Drastic Fantastic is not very trendy; it’s contemporary, yet there’s nothing on it that screams “2007.” That’s by design. KT says, “I hate the idea of an album that’s gonna date within a few years. It’s really depressing to me to realize an album’s gone ‘off color’ after a few years of listening. And for the most part, timeless sounds are the good ones.” When she first started out, KT says she “wanted to work with a digital producer. Programmed beats, and I’d just put my songs over the top…[that] sort of thing.” But she laughs, betraying a bit of embarrassment, saying, “there’s so little of that stuff that I can bear to listen to anymore. It’s so dated!” She does make a point of expressing her affinity for the “really clever” work in that genre by Leftfield, DJ Shadow and others.
She tells me that her songs come to her almost fully formed. For her, “melody and lyrics arrive together; they always have. It’s my ‘moment of synesthesia;’ I’m always jealous of people who hear colors and see sounds; my closest thing [to that] is the fact that I only need to write down my lyrics. They’ll always remind me [of] the chords. So I don’t have to write down music–which I find horribly tedious.” She laughs, “and I’m very grateful for that!” On songwriting, KT says she “trusts in the system I have; it’s a bit like a lava lamp–the good ideas keep coming to the surface. I’m trusting in the stuff I remember; the stuff I forget is crap.”
KT’s steady boyfriend [now husband--ed.] is also her drummer, Luke Bullen (formerly of Joe Strummer’s Mescaleros). With worldwide fame, does it put strain on things for them when male fans and–theoretically speaking, music journalists–fall in love with her? “Theoretically, of course,” she chuckles at this writer’s lack of subtlety. “No. Luke’s remarkably placid on the jealousy front. He’s very independent, which has in turn made me more independent. He’s very trusting, and has reason to be, definitely.”

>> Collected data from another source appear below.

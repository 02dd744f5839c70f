//! Error types for pane

use thiserror::Error;

#[derive(Error, Debug)]
pub enum PaneError {
    #[error("Browser could not start: {0}")]
    LaunchFailed(String),

    #[error("Navigation to {url} timed out after {timeout_ms}ms")]
    NavigationTimeout { url: String, timeout_ms: u64 },

    #[error("No signup form detected at {0}: zero fields filled")]
    NoFormDetected(String),

    #[error("Submission rejected: {0}")]
    SubmissionRejected(String),

    #[error("Enrollment cancelled")]
    Cancelled,

    #[error("Browser operation failed: {0}")]
    BrowserOperation(String),

    #[error("Element not found: {0}")]
    ElementNotFound(String),

    #[error("Unknown job: {0}")]
    JobNotFound(String),

    #[error("Alias provider error: {0}")]
    AliasProvider(String),

    #[error("Card provider error: {0}")]
    CardProvider(String),

    #[error("Context '{0}' not found")]
    ContextNotFound(String),

    #[error("Context '{0}' already exists")]
    ContextExists(String),

    #[error("Invalid URL: {0}")]
    InvalidUrl(String),

    #[error("Configuration error: {0}")]
    Config(String),

    #[error("HTTP error: {0}")]
    Http(#[from] reqwest::Error),

    #[error("Serialization error: {0}")]
    Serialization(#[from] serde_json::Error),

    #[error("File system error")]
    Io(#[from] std::io::Error),

    #[error("{0}")]
    Other(String),
}

pub type Result<T> = std::result::Result<T, PaneError>;
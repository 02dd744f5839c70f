//! The enroll command: build an envelope, run the enrollment job, stream
//! progress.
//!
//! The alias, card, and envelope are recorded durably before the browser
//! launches; a crash mid-run loses only browser progress, never an issued
//! alias or card.

use std::sync::Arc;

use colored::Colorize;
use indicatif::{ProgressBar, ProgressStyle};
use tracing::info;

use crate::config::Config;
use crate::enroll::{CdpBackend, EnrollmentContext, EnrollmentMachine, FlavorRegistry, Step};
use crate::error::Result;
use crate::identity;
use crate::jobs::JobSupervisor;
use crate::providers::{AliasClient, AliasProvider, CardClient, CardProvider};
use crate::store::ContextStore;

pub struct EnrollArgs {
    pub url: String,
    pub context: Option<String>,
    pub seed: Option<String>,
    pub headed: bool,
}

pub async fn run(args: EnrollArgs, config: &Config, store: &ContextStore) -> Result<()> {
    let seed = args.seed.unwrap_or_else(identity::seed_phrase);
    let context_name = args.context.unwrap_or_else(|| seed.clone());
    let identity = identity::generate(Some(&seed));

    println!(
        "  Context {} as {} ({})",
        context_name.bold(),
        identity.full_name,
        seed.dimmed()
    );

    // Durable records first, browser second.
    let alias_client = AliasClient::new(&config.alias.base_url, &config.alias.api_key)?;
    let alias = alias_client.create(&context_name, &identity).await?;
    info!(email = %alias.email, "alias created");

    let card_client = CardClient::new(&config.card.base_url, &config.card.api_key)?;
    let card = card_client
        .create(&context_name, config.card.spend_limit_cents)
        .await?;
    info!(last_four = %card.last_four, "card issued");

    store.save(
        &context_name,
        identity.clone(),
        alias.clone(),
        card.clone(),
        Some(args.url.clone()),
    )?;

    let machine = Arc::new(EnrollmentMachine::new(
        Arc::new(CdpBackend::new(config.enroll.headless && !args.headed)),
        Arc::new(FlavorRegistry::new(config.overrides.clone())),
        config.enroll.settings(),
    ));
    let supervisor = JobSupervisor::new();
    let ctx = EnrollmentContext {
        identity,
        alias,
        card,
    };
    let job_id = supervisor.spawn_enrollment(machine, args.url.clone(), ctx);
    let mut subscription = supervisor.subscribe(&job_id)?;

    let bar = ProgressBar::new(100);
    bar.set_style(
        ProgressStyle::with_template("  [{bar:30.cyan/blue}] {pos:>3}% {msg}")
            .unwrap_or_else(|_| ProgressStyle::default_bar())
            .progress_chars("=> "),
    );

    loop {
        tokio::select! {
            event = subscription.next() => {
                let Some(event) = event else { break };
                bar.set_position(u64::from(event.percent_complete));
                bar.set_message(format!("{}: {}", event.step, event.message));
                if matches!(event.step, Step::Complete | Step::Error) {
                    break;
                }
            }
            _ = tokio::signal::ctrl_c() => {
                bar.set_message("cancelling...".to_string());
                supervisor.cancel(&job_id)?;
            }
        }
    }
    // Drain anything emitted between the terminal event and the seal.
    while subscription.next().await.is_some() {}
    bar.finish_and_clear();

    let result = supervisor
        .result(&job_id)
        .unwrap_or_else(|| crate::enroll::EnrollmentResult::failed("job vanished", Vec::new()));

    if result.success {
        match &result.matched_signal {
            Some(signal) => println!(
                "  {} enrollment confirmed (matched \"{signal}\")",
                "✓".green().bold()
            ),
            None => println!(
                "  {} submitted; confirmation likely waiting in the alias inbox",
                "✓".yellow().bold()
            ),
        }
        if let Some(token) = &result.extracted_token {
            println!("  issued token: {}", token.bold());
        }
    } else {
        println!(
            "  {} enrollment failed: {}",
            "✗".red().bold(),
            result.error.as_deref().unwrap_or("unknown error")
        );
    }
    for shot in &result.screenshots {
        println!("  screenshot: {}", shot.dimmed());
    }

    Ok(())
}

KT Tunstall’s act is coming to intimate-yet-larger venues this tour. “I know that they’re gradually getting bigger. And I feel like I’ve learnt my way toward the size differences.” She says she’s very taken with a story she once read about Bruce Springsteen. KT recounts that the Boss “didn’t move into arenas for two or three years after he could have done. He took the time to learn how to do it. You can’t just go right into [arena-size gigs] and expect to be able to entertain people for the money they’re paying. You’ve got to learn how to do that.”